## WHAT NEEDS TO BE DONE
Pick out the lines below that contain the string "Length" and copy them all.

## EXTRACTED MATERIAL

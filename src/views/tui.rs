use std::io;

use chrono::{DateTime, Utc};
use crossterm::{
    event::{DisableMouseCapture, EnableMouseCapture},
    execute,
    terminal::{disable_raw_mode, enable_raw_mode, EnterAlternateScreen, LeaveAlternateScreen},
};
use ratatui::{
    layout::{Alignment, Constraint, Direction, Layout, Rect},
    prelude::{Span, Text},
    style::{Color, Modifier, Style},
    text::Line,
    widgets::{Block, Borders, List, ListItem, Paragraph, Wrap},
    Frame, Terminal,
};

use crate::controllers::app_controller::{App, FriendsRow, InputMode, View};
use crate::controllers::directory;
use crate::controllers::friends_controller::FriendStatus;
use crate::models::{Post, User};

pub fn setup_terminal() -> io::Result<Terminal<ratatui::backend::CrosstermBackend<io::Stdout>>> {
    enable_raw_mode()?;
    let mut stdout = io::stdout();
    execute!(stdout, EnterAlternateScreen, EnableMouseCapture)?;
    let backend = ratatui::backend::CrosstermBackend::new(stdout);
    Terminal::new(backend)
}

pub fn restore_terminal(
    terminal: &mut Terminal<ratatui::backend::CrosstermBackend<io::Stdout>>,
) -> io::Result<()> {
    disable_raw_mode()?;
    execute!(
        terminal.backend_mut(),
        LeaveAlternateScreen,
        DisableMouseCapture
    )?;
    terminal.show_cursor()
}

pub fn render_ui<B: ratatui::backend::Backend>(f: &mut Frame<B>, app: &mut App) {
    let chunks = Layout::default()
        .direction(Direction::Vertical)
        .margin(1)
        .constraints(
            [
                Constraint::Length(3),
                Constraint::Min(0),
                Constraint::Length(1),
            ]
            .as_ref(),
        )
        .split(f.size());

    render_header(f, app, chunks[0]);
    match app.view.clone() {
        View::Feed => render_feed(f, app, chunks[1]),
        View::Friends => render_friends(f, app, chunks[1]),
        View::Profile(user_id) => render_profile(f, app, &user_id, chunks[1]),
        View::Error => render_notice(
            f,
            chunks[1],
            "Something went wrong",
            "An unexpected error occurred. Press Esc to go back to the feed.",
        ),
        View::NotFound => render_notice(
            f,
            chunks[1],
            "Page not found",
            "The page you are looking for does not exist. Press Esc to go back to the feed.",
        ),
    }
    render_help(f, app, chunks[2]);
}

fn render_header<B: ratatui::backend::Backend>(f: &mut Frame<B>, app: &App, area: Rect) {
    let query = if app.view == View::Friends {
        &app.friends_query
    } else {
        &app.search_query
    };

    let mut spans = vec![
        Span::styled(
            app.session.current_user.name.clone(),
            Style::default().fg(Color::Cyan).add_modifier(Modifier::BOLD),
        ),
        Span::raw(format!(
            "  ·  friends {}  ·  invites {}",
            app.session.friends.len(),
            app.session.friend_requests.len()
        )),
    ];
    if app.input_mode == InputMode::Search || !query.is_empty() {
        spans.push(Span::raw(format!("  ·  search: {}", query)));
    }
    if app.input_mode == InputMode::Search {
        spans.push(Span::styled("▌", Style::default().fg(Color::Yellow)));
    }

    let header = Paragraph::new(Line::from(spans))
        .block(Block::default().title("feedtui").borders(Borders::ALL));
    f.render_widget(header, area);
}

fn render_feed<B: ratatui::backend::Backend>(f: &mut Frame<B>, app: &mut App, area: Rect) {
    let title = if app.search_query.trim().is_empty() {
        "Feed".to_string()
    } else {
        format!(
            "Feed · {} result(s) for \"{}\"",
            app.feed.items.len(),
            app.search_query.trim()
        )
    };

    let items: Vec<ListItem> = app.feed.items.iter().map(post_item).collect();
    let list = List::new(items)
        .block(Block::default().title(title).borders(Borders::ALL))
        .highlight_style(
            Style::default()
                .bg(Color::Gray)
                .fg(Color::Black)
                .add_modifier(Modifier::BOLD),
        );
    f.render_stateful_widget(list, area, &mut app.feed.state);
}

fn render_friends<B: ratatui::backend::Backend>(f: &mut Frame<B>, app: &mut App, area: Rect) {
    let title = format!(
        "Friends ({}) · Invites ({})",
        app.session.friends.len(),
        app.session.friend_requests.len()
    );

    let items: Vec<ListItem> = app.friends_rows.items.iter().map(friends_row_item).collect();
    let list = List::new(items)
        .block(Block::default().title(title).borders(Borders::ALL))
        .highlight_style(
            Style::default()
                .bg(Color::Gray)
                .fg(Color::Black)
                .add_modifier(Modifier::BOLD),
        );
    f.render_stateful_widget(list, area, &mut app.friends_rows.state);
}

fn render_profile<B: ratatui::backend::Backend>(
    f: &mut Frame<B>,
    app: &mut App,
    user_id: &str,
    area: Rect,
) {
    let Some(user) = directory::resolve_user(&app.session, user_id) else {
        render_notice(
            f,
            area,
            "Profile not found",
            "This user may be unavailable or may have been deleted. Press Esc to go back to the feed.",
        );
        return;
    };

    let chunks = Layout::default()
        .direction(Direction::Vertical)
        .constraints([Constraint::Length(8), Constraint::Min(0)].as_ref())
        .split(area);

    let is_own = user.id == app.session.current_user.id;
    let mut lines = vec![Line::from(Span::styled(
        format!("{}{}", user.name, title_suffix(&user)),
        Style::default().fg(Color::Cyan).add_modifier(Modifier::BOLD),
    ))];
    if let Some(bio) = &user.bio {
        lines.push(Line::from(bio.clone()));
    }
    if let Some(location) = &user.location {
        lines.push(Line::from(format!("location: {}", location)));
    }
    if let Some(website) = &user.website {
        if !website.is_empty() {
            lines.push(Line::from(format!("website: {}", website)));
        }
    }
    lines.push(Line::from(Span::styled(
        format!("avatar: {}", user.avatar),
        Style::default().fg(Color::DarkGray),
    )));
    if is_own {
        lines.push(Line::from(Span::styled(
            "[e] edit profile",
            Style::default().fg(Color::DarkGray),
        )));
    }

    let card = Paragraph::new(lines)
        .wrap(Wrap { trim: true })
        .block(Block::default().title("Profile").borders(Borders::ALL));
    f.render_widget(card, chunks[0]);

    let items: Vec<ListItem> = app.profile_posts.items.iter().map(post_item).collect();
    let list = List::new(items)
        .block(Block::default().title("Posts").borders(Borders::ALL))
        .highlight_style(
            Style::default()
                .bg(Color::Gray)
                .fg(Color::Black)
                .add_modifier(Modifier::BOLD),
        );
    f.render_stateful_widget(list, chunks[1], &mut app.profile_posts.state);
}

fn render_notice<B: ratatui::backend::Backend>(
    f: &mut Frame<B>,
    area: Rect,
    title: &str,
    description: &str,
) {
    let text = vec![
        Line::from(""),
        Line::from(Span::styled(
            title.to_string(),
            Style::default().add_modifier(Modifier::BOLD),
        )),
        Line::from(""),
        Line::from(description.to_string()),
    ];
    let notice = Paragraph::new(text)
        .alignment(Alignment::Center)
        .wrap(Wrap { trim: true })
        .block(Block::default().borders(Borders::ALL));
    f.render_widget(notice, area);
}

fn render_help<B: ratatui::backend::Backend>(f: &mut Frame<B>, app: &App, area: Rect) {
    let hints = match app.view {
        View::Feed => {
            "j/k move · n new post · l like · c comment · 1-9 like comment · e edit · d delete · Enter profile · f friends · o me · / search · q quit"
        }
        View::Friends => {
            "j/k move · a accept · x reject · d remove · f add friend · Enter profile · / search · Esc feed · q quit"
        }
        View::Profile(_) => {
            "j/k move · l like · c comment · 1-9 like comment · e edit profile · f friends · Esc feed · q quit"
        }
        View::Error | View::NotFound => "Esc back to feed · q quit",
    };
    let help = Paragraph::new(Span::styled(hints, Style::default().fg(Color::DarkGray)));
    f.render_widget(help, area);
}

fn post_item(post: &Post) -> ListItem<'_> {
    // Header line with author and age
    let mut lines = vec![Line::from(vec![Span::styled(
        format!(
            "{}{} · {}",
            post.user.name,
            title_suffix(&post.user),
            relative_time(post.timestamp)
        ),
        Style::default().fg(Color::Cyan).add_modifier(Modifier::BOLD),
    )])];
    lines.push(Line::from(""));

    let content = Text::raw(&post.content);
    lines.extend(content.lines);

    if let Some(images) = &post.images {
        for url in images {
            lines.push(Line::from(Span::styled(
                format!("[image] {}", url),
                Style::default().fg(Color::DarkGray),
            )));
        }
    }
    if let Some(files) = &post.files {
        for file in files {
            lines.push(Line::from(Span::styled(
                format!("[file] {} ({})", file.name, file.mime_type),
                Style::default().fg(Color::DarkGray),
            )));
        }
    }

    let heart = if post.liked_by_user { "♥" } else { "♡" };
    lines.push(Line::from(Span::styled(
        format!("{} {} · {} comment(s)", heart, post.likes, post.comments.len()),
        Style::default().fg(Color::Magenta),
    )));
    for (index, comment) in post.comments.iter().enumerate() {
        lines.push(Line::from(Span::raw(format!(
            "  ({}) {}: {} · ♥ {}",
            index + 1,
            comment.user.name,
            comment.content,
            comment.likes
        ))));
    }
    lines.push(Line::from(""));

    ListItem::new(lines).style(Style::default())
}

fn friends_row_item(row: &FriendsRow) -> ListItem<'_> {
    match row {
        FriendsRow::Request(request) => ListItem::new(Line::from(vec![
            Span::styled("invite  ", Style::default().fg(Color::Yellow)),
            Span::raw(format!(
                "{}{} · {} · [a]ccept / [x] reject",
                request.from.name,
                title_suffix(&request.from),
                relative_time(request.timestamp)
            )),
        ])),
        FriendsRow::Friend(user) => ListItem::new(Line::from(vec![
            Span::styled("friend  ", Style::default().fg(Color::Green)),
            Span::raw(format!("{}{} · [d] remove", user.name, title_suffix(user))),
        ])),
        FriendsRow::Match { user, status } => {
            let tag = match status {
                FriendStatus::Pending => "invite pending",
                FriendStatus::None => "[f] add friend",
                FriendStatus::Friend => "already friends",
            };
            ListItem::new(Line::from(vec![
                Span::styled("found   ", Style::default().fg(Color::Blue)),
                Span::raw(format!("{}{} · {}", user.name, title_suffix(user), tag)),
            ]))
        }
    }
}

fn title_suffix(user: &User) -> String {
    user.title
        .as_deref()
        .map(|title| format!(" ({})", title))
        .unwrap_or_default()
}

fn relative_time(timestamp: DateTime<Utc>) -> String {
    let minutes = (Utc::now() - timestamp).num_minutes();
    if minutes < 1 {
        "just now".to_string()
    } else if minutes < 60 {
        format!("{}m ago", minutes)
    } else if minutes < 60 * 24 {
        format!("{}h ago", minutes / 60)
    } else {
        format!("{}d ago", minutes / (60 * 24))
    }
}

## RESULT BELOW
                Constraint::Length(3),
                Constraint::Length(1),
        .constraints([Constraint::Length(8), Constraint::Min(0)].as_ref())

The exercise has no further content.